OpenSSH signature support

[goredo.git] / doc / install.texi

diff --git a/doc/install.texi b/doc/install.texi
index d5743d7c6d453aa9519193b66fad57308b8b253b..50d0ff643068c39aa202adce41be262764598df2 100644 (file)
--- a/doc/install.texi
+++ b/doc/install.texi
@@ -41,8 +41,8 @@ Preferable way is to download tarball with the signature from website:
 
 @example
 $ [fetch|wget] http://www.goredo.cypherpunks.ru/download/goredo-@value{VERSION}.tar.zst
-$ [fetch|wget] http://www.goredo.cypherpunks.ru/download/goredo-@value{VERSION}.tar.zst.asc
-$ gpg --verify goredo-@value{VERSION}.tar.zst.asc goredo-@value{VERSION}.tar.zst
+$ [fetch|wget] http://www.goredo.cypherpunks.ru/download/goredo-@value{VERSION}.tar.zst.@{asc,sig@}
+[verify signature]
 $ zstd -d < goredo-@value{VERSION}.tar.zst | tar xf -
 $ cd goredo-@value{VERSION}/src
 $ go build -mod=vendor
@@ -51,36 +51,9 @@ $ export PATH=`pwd`:$PATH   # let your system know about goredo
 @end example
 
 @include download.texi
+@include integrity.texi
 
-You @strong{have to} verify downloaded tarballs integrity and
-authenticity to be sure that you retrieved trusted and untampered
-software. @url{https://www.gnupg.org/, GNU Privacy Guard} is used
-for that purpose.
-
-For the very first time it is necessary to get signing public key and
-import it.
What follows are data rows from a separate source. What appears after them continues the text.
//! Single-row UPSERT builder implementations

use super::common::{require_table, QueryBuilder, TERMINATOR};
use crate::{Result, Row, Value};

/// UPSERT builder before the target table is named.
/// Holds the rendered `(columns) VALUES (values)` part.
#[derive(Debug, Clone)]
pub struct UpsertBuilderInitial {
    clause: String,
}

/// UPSERT builder after `into()`: only build remains
#[derive(Debug, Clone)]
pub struct UpsertBuilderComplete {
    query: String,
}

impl UpsertBuilderInitial {
    /// Render the column and value lists of `row`.
    ///
    /// The row is expected to carry the table's primary key; that is not
    /// checked here.
    pub fn new(row: impl Into<Row>) -> Self {
        let row = row.into();
        let columns: Vec<&str> = row.columns().collect();
        let values: Vec<String> = row.values().map(Value::to_literal).collect();

        Self {
            clause: format!("({}) VALUES ({})", columns.join(", "), values.join(", ")),
        }
    }

    /// Name the target table, transitioning to [`UpsertBuilderComplete`]
    ///
    /// # Examples
    /// ```
    /// use yqlkit_core::{upsert, QueryBuilder, Row, Value};
    ///
    /// let row = Row::new().with("id", 1).with("name", "x").with("note", Value::Null);
    /// let sql = upsert(row).into("t")?.build();
    /// assert_eq!(sql, "UPSERT INTO t (id, name, note) VALUES (1, 'x', null);");
    /// # Ok::<(), yqlkit_core::Error>(())
    /// ```
    pub fn into(self, table: &str) -> Result<UpsertBuilderComplete> {
        let table = require_table(table)?;
        Ok(UpsertBuilderComplete {
            query: format!("UPSERT INTO {} {}", table, self.clause),
        })
    }
}

impl QueryBuilder for UpsertBuilderComplete {
    fn build(&self) -> String {
        let mut sql = self.query.clone();
        sql.push(TERMINATOR);
        tracing::trace!(sql = %sql, "built upsert statement");
        sql
    }
}

#[cfg(test)]
mod tests {
    use super::*;
    use crate::{upsert, Error};

    #[test]
    fn test_upsert_builder() {
        let row = Row::new().with("id", 1).with("name", "x").with("note", Value::Null);
        let sql = upsert(row).into("t").unwrap().build();
        assert_eq!(sql, "UPSERT INTO t (id, name, note) VALUES (1, 'x', null);");
    }

    #[test]
    fn test_upsert_keeps_row_order() {
        let sql = upsert([("z", 1), ("a", 2)]).into("t").unwrap().build();
        assert_eq!(sql, "UPSERT INTO t (z, a) VALUES (1, 2);");
    }

    #[test]
    fn test_upsert_renders_bools_and_floats() {
        let row = Row::new()
            .with("id", 7u64)
            .with("active", true)
            .with("ratio", 0.5);
        let sql = upsert(row).into("flags").unwrap().build();
        assert_eq!(
            sql,
            "UPSERT INTO flags (id, active, ratio) VALUES (7, true, 0.5);"
        );
    }

    #[test]
    fn test_upsert_does_not_escape_quotes() {
        let sql = upsert([("name", "O'Brien")]).into("t").unwrap().build();
        assert_eq!(sql, "UPSERT INTO t (name) VALUES ('O'Brien');");
    }

    #[test]
    fn test_upsert_from_json_row() {
        let row = Row::from_json(serde_json::json!({
            "date": 1714557600000i64,
            "year": 2024,
            "month": 5,
            "count": 312,
        }))
        .unwrap();
        let sql = upsert(row).into("attendance").unwrap().build();
        assert_eq!(
            sql,
            "UPSERT INTO attendance (date, year, month, count) VALUES (1714557600000, 2024, 5, 312);"
        );
    }

    #[test]
    fn test_upsert_requires_table() {
        let result = upsert([("id", 1)]).into("");
        assert!(matches!(result, Err(Error::InvalidArgument { .. })));
    }

    #[test]
    fn test_empty_row_is_not_validated() {
        let sql = upsert(Row::new()).into("t").unwrap().build();
        assert_eq!(sql, "UPSERT INTO t () VALUES ();");
    }

    #[test]
    fn test_build_is_idempotent() {
        let query = upsert([("id", 1)]).into("t").unwrap();
        assert_eq!(query.build(), query.build());
    }
}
It is provided below, but you should check alternative
-resources.
-
-@verbatim
-pub   ed25519/0x3A528DDE952C7E93 2021-01-09 [SC]
-      7531BB84FAF0BF35960C63B93A528DDE952C7E93
-uid   goredo releases <goredo@cypherpunks.ru>
-@end verbatim
-
-@itemize
-
-@item
-@example
-$ gpg --auto-key-locate dane --locate-keys goredo at cypherpunks dot ru
-$ gpg --auto-key-locate  wkd --locate-keys goredo at cypherpunks dot ru
-@end example
-
-@item
-@verbatiminclude ../PUBKEY.asc
-
-@end itemize
-
-It is also @command{go install}-able:
+@command{goredo} is also @command{go install}-able:
 
 @example
 $ go install go.cypherpunks.ru/goredo